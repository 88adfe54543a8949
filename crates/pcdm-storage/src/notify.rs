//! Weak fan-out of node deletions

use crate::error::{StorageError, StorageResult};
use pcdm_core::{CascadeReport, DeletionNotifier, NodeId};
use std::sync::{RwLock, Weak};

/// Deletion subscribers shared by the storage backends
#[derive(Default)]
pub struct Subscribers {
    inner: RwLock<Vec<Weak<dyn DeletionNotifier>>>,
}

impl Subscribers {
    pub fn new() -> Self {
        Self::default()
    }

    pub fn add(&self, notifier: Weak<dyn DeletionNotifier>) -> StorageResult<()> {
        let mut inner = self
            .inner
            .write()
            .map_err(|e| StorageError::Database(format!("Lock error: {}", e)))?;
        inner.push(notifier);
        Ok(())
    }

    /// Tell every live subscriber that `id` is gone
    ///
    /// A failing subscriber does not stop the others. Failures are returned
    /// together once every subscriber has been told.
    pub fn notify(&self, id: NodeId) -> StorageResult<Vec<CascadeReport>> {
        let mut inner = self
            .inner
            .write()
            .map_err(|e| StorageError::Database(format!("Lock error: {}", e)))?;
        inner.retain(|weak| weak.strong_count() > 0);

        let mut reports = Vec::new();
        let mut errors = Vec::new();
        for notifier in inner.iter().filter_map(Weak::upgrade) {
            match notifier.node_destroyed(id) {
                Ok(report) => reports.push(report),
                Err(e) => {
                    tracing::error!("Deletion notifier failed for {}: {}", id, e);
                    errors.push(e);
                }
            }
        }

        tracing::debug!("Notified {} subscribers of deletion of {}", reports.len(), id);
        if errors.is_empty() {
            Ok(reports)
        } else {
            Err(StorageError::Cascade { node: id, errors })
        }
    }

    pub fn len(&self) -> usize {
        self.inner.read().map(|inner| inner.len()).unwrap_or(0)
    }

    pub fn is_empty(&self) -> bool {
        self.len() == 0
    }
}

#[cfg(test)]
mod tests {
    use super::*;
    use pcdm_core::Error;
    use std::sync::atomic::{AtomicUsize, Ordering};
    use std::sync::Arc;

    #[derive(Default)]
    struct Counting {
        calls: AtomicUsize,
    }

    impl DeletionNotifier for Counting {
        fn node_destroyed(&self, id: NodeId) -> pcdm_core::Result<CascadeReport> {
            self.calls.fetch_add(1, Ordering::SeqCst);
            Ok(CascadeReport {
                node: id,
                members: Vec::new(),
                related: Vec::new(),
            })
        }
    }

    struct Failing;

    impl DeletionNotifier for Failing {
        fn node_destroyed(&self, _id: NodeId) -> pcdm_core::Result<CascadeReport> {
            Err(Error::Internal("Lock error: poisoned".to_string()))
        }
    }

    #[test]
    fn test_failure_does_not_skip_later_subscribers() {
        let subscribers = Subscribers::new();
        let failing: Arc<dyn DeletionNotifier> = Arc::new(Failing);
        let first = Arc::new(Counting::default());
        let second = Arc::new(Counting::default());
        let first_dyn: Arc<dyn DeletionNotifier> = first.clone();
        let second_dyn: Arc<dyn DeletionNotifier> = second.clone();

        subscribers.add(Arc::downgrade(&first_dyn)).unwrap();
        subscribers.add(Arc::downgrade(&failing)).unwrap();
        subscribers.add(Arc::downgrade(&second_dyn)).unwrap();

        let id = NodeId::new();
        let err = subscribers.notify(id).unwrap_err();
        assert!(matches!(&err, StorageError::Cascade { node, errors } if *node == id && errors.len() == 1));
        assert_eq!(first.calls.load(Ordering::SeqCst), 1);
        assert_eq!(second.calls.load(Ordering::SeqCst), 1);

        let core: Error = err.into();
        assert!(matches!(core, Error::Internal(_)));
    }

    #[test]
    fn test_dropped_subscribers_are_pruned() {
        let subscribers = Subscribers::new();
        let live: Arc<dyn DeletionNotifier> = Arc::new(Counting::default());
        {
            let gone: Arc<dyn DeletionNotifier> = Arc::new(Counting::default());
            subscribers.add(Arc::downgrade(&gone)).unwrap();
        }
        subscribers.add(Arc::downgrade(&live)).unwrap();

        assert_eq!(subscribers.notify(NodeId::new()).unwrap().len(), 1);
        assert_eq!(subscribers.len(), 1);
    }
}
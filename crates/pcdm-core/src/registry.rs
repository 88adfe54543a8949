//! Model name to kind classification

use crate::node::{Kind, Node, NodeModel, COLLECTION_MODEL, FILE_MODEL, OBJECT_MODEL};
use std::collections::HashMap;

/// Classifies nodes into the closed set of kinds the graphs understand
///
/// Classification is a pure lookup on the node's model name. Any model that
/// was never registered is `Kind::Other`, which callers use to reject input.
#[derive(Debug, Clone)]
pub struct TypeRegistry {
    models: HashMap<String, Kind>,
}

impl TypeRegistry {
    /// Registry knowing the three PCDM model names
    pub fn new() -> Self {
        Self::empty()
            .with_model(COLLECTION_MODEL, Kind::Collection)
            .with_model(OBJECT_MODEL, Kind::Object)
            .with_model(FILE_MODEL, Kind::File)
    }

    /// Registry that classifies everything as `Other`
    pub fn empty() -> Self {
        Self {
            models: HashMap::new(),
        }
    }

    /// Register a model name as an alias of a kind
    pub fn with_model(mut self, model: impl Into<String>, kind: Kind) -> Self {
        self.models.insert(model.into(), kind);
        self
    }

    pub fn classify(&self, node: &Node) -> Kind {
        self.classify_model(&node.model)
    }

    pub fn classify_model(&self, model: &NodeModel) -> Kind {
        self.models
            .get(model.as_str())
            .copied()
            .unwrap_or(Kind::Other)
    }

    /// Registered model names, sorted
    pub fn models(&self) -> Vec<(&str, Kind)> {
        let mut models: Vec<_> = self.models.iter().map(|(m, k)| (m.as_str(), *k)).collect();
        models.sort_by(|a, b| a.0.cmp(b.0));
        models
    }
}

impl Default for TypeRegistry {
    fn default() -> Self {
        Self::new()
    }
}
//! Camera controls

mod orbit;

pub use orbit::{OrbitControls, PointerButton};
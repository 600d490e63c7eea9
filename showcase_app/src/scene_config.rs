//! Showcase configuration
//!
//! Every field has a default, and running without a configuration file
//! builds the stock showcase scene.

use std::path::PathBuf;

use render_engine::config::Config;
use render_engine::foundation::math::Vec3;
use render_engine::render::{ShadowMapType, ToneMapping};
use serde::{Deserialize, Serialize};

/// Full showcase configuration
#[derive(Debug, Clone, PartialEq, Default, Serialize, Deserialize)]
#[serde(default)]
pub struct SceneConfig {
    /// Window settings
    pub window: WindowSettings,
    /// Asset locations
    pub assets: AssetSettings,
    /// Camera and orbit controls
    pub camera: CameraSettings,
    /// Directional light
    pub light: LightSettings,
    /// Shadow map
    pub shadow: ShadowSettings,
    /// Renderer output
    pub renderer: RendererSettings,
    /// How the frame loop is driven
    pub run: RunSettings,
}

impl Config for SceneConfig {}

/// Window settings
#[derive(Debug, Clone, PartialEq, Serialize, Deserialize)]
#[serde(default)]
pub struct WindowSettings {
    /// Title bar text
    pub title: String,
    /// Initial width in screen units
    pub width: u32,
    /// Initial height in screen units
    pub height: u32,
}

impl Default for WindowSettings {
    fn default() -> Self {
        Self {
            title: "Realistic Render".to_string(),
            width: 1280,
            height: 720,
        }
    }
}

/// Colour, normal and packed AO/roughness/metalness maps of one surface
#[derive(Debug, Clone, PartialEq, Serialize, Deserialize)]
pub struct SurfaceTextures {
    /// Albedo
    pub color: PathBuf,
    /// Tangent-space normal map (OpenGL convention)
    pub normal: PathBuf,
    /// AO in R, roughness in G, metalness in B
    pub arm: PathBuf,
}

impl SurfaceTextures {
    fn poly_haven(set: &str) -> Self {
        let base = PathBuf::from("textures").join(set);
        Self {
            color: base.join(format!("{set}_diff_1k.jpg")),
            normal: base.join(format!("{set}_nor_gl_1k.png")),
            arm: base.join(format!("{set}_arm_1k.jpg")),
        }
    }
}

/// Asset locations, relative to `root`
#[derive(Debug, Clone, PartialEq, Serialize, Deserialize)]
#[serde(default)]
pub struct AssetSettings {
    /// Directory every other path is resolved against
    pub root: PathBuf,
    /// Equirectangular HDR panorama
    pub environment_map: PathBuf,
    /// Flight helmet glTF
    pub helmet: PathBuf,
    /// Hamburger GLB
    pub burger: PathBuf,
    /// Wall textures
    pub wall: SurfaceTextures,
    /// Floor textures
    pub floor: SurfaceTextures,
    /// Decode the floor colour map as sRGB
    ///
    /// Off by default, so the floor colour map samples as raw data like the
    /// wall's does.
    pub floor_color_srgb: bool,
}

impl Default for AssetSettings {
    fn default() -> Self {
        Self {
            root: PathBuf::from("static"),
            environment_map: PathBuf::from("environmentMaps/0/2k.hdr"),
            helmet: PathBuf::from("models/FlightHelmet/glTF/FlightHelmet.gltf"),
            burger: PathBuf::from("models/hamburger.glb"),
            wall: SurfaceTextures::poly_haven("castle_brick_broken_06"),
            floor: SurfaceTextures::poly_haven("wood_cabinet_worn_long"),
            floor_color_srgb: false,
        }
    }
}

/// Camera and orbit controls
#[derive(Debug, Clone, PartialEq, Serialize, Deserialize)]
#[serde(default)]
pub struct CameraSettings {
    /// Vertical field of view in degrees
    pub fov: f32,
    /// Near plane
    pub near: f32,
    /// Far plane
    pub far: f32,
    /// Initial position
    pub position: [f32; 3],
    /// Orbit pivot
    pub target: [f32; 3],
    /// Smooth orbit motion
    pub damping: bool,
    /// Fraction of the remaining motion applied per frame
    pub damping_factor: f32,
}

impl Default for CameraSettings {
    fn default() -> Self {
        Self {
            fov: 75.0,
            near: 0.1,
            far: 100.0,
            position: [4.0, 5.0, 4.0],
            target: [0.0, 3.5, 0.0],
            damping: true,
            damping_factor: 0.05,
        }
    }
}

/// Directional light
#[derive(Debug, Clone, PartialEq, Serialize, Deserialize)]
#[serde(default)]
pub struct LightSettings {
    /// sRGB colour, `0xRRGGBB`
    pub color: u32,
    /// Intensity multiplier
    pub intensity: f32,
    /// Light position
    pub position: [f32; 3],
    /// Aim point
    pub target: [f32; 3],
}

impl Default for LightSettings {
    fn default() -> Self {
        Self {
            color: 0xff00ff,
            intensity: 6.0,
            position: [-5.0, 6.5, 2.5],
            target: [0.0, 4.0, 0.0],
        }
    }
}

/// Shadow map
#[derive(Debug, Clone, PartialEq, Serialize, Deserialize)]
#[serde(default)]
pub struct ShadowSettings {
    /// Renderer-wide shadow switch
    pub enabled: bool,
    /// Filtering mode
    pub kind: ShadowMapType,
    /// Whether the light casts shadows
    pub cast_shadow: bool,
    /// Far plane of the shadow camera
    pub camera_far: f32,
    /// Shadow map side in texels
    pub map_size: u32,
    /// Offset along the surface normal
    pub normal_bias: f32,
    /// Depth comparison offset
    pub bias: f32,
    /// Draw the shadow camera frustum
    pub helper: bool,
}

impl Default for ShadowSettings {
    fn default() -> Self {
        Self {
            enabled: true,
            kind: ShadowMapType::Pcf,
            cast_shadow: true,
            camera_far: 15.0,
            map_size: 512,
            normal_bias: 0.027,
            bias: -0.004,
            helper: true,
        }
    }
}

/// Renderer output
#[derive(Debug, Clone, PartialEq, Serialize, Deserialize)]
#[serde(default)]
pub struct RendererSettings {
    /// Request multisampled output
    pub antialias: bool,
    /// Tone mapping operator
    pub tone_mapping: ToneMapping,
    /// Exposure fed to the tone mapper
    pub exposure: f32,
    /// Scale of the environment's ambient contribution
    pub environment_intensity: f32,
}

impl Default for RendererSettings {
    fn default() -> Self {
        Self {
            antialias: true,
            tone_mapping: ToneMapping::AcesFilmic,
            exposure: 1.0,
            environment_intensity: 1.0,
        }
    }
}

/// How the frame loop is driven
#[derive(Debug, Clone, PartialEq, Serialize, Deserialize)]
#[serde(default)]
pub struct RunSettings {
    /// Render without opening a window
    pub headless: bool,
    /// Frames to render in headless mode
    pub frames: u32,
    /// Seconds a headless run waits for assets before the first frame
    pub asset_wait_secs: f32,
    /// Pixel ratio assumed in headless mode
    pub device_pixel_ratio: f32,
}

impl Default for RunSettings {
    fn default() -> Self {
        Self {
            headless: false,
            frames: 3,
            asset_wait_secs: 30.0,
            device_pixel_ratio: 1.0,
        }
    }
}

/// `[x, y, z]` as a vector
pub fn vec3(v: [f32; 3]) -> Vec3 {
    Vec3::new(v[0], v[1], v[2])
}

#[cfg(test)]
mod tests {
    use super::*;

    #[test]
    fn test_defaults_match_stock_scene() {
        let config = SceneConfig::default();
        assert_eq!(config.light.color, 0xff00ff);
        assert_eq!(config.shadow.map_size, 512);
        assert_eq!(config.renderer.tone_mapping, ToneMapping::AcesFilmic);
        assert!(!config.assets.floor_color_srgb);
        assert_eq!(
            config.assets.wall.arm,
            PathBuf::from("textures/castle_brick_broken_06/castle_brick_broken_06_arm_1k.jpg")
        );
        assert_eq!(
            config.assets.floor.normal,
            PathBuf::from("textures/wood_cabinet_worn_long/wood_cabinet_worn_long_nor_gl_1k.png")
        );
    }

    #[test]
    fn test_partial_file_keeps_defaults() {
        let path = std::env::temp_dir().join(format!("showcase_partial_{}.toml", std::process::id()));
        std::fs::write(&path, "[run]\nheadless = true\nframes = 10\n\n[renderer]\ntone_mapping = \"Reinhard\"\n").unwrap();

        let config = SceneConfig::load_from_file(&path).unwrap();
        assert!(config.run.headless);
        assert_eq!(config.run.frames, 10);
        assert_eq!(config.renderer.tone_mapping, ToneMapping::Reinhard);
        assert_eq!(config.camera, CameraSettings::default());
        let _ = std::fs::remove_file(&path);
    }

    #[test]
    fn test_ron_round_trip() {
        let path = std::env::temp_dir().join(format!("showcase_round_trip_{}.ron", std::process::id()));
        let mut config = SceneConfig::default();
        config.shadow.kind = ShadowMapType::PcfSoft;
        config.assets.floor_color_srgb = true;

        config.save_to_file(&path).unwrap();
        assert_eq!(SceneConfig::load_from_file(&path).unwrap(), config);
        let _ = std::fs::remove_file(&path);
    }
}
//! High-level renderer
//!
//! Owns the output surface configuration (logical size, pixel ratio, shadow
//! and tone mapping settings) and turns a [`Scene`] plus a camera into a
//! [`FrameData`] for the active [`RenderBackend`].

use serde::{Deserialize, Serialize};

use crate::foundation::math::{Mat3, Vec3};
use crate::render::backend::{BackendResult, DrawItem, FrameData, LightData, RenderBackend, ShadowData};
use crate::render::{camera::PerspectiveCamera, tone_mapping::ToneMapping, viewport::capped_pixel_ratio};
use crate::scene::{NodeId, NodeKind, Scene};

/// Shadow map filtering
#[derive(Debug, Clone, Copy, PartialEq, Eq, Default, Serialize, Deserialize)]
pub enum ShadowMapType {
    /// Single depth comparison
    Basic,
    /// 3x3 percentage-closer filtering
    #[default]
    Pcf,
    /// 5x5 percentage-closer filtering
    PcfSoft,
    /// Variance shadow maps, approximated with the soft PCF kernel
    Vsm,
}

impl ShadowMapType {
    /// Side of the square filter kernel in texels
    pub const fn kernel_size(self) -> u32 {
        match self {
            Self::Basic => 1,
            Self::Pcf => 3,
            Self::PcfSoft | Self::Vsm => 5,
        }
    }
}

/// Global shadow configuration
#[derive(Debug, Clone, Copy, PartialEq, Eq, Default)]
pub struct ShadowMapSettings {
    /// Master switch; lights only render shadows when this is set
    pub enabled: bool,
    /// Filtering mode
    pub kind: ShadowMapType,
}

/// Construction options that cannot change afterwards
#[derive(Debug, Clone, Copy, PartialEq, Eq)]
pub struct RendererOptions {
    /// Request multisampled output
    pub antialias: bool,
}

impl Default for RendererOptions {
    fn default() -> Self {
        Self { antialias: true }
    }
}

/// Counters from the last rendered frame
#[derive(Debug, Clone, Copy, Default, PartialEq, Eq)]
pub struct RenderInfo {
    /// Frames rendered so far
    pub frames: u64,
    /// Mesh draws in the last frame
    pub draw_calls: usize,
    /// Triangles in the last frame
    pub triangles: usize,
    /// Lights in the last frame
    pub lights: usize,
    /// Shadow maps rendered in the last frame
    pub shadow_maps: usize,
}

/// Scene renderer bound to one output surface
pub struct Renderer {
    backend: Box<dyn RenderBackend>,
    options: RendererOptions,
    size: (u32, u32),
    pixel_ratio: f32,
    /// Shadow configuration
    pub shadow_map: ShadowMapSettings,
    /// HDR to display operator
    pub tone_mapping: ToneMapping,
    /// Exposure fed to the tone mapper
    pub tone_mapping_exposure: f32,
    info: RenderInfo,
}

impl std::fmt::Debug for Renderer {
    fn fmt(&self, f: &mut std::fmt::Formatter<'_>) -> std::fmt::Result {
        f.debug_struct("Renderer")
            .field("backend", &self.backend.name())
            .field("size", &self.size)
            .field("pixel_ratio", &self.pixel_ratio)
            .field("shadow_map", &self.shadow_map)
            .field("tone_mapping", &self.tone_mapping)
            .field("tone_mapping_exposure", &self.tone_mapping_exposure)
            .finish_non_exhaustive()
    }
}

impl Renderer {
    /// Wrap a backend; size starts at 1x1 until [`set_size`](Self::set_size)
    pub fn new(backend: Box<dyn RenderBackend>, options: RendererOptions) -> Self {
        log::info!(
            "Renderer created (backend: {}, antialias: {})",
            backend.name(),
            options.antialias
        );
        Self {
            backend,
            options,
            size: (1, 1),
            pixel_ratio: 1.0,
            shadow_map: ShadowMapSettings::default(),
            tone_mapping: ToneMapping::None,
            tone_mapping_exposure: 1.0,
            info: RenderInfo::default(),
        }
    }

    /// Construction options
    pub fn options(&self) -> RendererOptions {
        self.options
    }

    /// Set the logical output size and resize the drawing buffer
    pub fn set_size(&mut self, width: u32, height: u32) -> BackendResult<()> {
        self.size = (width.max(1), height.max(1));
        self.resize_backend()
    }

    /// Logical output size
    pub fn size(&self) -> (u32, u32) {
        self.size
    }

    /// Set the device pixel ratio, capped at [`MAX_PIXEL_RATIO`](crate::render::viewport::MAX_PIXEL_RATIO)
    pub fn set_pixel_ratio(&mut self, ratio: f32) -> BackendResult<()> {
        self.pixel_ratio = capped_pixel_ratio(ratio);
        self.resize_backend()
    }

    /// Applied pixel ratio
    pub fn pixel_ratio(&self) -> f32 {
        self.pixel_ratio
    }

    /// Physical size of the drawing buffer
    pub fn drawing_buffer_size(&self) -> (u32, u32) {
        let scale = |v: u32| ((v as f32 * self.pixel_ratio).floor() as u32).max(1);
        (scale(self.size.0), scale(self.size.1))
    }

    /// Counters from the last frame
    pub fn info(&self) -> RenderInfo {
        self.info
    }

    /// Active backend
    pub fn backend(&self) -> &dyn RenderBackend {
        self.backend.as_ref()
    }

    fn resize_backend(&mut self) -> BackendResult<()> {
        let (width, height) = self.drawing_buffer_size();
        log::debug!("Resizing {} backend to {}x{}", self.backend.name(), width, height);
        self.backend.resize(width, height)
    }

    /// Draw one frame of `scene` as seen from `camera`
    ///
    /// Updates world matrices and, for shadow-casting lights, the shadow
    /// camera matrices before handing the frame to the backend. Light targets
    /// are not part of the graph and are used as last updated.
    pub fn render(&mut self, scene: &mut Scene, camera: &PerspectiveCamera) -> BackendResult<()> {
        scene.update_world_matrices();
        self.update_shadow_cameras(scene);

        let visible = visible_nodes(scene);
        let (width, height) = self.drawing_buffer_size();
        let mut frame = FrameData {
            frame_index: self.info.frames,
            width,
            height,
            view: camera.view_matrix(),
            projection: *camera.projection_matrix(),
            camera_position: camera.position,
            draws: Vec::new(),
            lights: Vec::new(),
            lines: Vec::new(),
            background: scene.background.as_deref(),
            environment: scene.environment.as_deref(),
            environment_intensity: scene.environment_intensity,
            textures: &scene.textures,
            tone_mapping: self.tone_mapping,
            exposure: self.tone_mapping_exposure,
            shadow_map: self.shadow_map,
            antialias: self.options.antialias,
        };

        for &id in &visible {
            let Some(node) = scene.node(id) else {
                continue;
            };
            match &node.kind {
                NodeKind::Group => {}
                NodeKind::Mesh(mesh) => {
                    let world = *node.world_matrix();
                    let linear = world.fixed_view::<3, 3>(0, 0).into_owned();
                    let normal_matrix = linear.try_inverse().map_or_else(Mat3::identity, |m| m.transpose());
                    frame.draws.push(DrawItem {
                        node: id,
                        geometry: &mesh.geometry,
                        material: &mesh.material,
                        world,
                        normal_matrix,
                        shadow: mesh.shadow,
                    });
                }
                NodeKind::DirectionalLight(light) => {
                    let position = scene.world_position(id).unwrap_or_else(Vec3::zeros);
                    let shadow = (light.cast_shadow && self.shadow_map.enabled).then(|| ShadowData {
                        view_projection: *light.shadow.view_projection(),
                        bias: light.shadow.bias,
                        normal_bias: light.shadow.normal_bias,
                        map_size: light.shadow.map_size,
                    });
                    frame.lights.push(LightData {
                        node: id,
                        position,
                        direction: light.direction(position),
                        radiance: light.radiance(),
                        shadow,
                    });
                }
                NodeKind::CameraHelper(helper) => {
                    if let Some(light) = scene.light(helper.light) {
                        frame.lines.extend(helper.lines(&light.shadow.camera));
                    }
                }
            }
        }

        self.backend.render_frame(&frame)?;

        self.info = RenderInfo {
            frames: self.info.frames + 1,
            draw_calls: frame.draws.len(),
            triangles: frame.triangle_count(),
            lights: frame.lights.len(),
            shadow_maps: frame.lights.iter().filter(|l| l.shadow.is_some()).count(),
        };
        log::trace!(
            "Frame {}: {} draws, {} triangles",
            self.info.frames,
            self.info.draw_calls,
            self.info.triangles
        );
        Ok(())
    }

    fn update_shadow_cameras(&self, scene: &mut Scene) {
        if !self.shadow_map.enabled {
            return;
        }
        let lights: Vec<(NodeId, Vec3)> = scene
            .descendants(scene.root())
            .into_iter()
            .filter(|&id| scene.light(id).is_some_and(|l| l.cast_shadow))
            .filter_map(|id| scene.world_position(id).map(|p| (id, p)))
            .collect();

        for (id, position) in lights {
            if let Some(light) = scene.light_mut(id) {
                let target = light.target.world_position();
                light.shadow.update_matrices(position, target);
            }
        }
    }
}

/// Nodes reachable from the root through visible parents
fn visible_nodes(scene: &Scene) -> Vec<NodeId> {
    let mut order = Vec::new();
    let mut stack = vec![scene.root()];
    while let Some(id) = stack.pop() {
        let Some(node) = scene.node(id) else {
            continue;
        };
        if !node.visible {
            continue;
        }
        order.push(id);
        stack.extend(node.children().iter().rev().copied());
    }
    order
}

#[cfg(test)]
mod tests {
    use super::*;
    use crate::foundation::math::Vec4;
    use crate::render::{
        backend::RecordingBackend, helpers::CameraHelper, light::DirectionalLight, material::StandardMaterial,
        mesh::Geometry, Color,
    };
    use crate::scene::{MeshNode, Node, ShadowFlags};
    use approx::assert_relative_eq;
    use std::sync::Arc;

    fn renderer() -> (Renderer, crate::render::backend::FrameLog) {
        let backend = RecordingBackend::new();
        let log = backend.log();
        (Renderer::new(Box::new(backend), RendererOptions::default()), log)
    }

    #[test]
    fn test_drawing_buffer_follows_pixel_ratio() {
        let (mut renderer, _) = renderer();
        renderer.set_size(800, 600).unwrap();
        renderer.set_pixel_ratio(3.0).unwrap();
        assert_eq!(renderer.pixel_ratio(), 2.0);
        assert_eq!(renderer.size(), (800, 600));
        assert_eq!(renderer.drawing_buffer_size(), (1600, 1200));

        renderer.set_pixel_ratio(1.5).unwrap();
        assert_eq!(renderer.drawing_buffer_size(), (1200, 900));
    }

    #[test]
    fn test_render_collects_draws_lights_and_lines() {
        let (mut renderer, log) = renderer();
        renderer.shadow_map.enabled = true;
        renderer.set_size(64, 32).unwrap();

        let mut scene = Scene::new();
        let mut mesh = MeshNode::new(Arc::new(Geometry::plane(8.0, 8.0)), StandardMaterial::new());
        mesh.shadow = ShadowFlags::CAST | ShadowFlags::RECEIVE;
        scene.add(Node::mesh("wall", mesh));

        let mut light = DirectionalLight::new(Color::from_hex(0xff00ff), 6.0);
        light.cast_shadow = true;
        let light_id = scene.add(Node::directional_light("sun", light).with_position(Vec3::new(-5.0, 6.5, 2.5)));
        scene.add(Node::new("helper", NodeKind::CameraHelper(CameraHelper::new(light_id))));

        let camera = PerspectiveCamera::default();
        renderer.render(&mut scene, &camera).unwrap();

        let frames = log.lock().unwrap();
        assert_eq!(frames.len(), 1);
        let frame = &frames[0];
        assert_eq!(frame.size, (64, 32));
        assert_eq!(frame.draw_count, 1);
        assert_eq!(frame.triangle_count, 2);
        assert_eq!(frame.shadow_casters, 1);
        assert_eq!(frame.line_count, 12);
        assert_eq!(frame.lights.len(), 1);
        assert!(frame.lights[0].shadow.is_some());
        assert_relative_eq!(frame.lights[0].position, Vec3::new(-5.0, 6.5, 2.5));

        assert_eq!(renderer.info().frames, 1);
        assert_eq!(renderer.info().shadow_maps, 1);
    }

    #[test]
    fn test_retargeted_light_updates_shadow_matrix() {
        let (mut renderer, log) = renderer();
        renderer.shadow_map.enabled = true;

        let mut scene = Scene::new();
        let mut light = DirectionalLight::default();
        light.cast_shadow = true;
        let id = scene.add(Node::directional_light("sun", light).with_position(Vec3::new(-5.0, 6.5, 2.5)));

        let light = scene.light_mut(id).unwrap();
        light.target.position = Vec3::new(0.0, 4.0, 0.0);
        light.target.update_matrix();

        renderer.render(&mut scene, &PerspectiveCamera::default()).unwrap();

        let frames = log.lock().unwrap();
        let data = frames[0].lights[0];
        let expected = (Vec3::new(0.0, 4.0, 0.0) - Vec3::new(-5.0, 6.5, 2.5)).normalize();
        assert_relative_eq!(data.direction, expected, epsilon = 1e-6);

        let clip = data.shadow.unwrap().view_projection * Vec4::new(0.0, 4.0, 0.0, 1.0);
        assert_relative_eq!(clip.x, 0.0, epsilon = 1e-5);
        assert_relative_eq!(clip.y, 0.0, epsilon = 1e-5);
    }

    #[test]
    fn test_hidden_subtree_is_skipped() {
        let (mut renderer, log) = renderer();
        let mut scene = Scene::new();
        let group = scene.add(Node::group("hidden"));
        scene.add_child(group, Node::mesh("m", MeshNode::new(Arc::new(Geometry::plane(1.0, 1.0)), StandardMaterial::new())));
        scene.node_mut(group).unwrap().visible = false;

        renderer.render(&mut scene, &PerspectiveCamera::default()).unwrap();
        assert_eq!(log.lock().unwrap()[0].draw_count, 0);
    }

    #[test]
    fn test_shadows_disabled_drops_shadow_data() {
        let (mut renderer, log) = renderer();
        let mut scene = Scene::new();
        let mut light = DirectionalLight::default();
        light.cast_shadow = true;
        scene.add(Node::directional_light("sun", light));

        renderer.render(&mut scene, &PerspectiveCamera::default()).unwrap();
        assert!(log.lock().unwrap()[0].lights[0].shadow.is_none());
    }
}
------------------------------
### Task
Please reproduce, exactly as they appear above, the lines from the line containing "pub struct RenderInfo" up to and including the line containing "one output surface".

### Written answer
pub struct RenderInfo {
    /// Frames rendered so far
    pub frames: u64,
    /// Mesh draws in the last frame
    pub draw_calls: usize,
    /// Triangles in the last frame
    pub triangles: usize,
    /// Lights in the last frame
    pub lights: usize,
    /// Shadow maps rendered in the last frame
    pub shadow_maps: usize,
}

/// Scene renderer bound to one output surface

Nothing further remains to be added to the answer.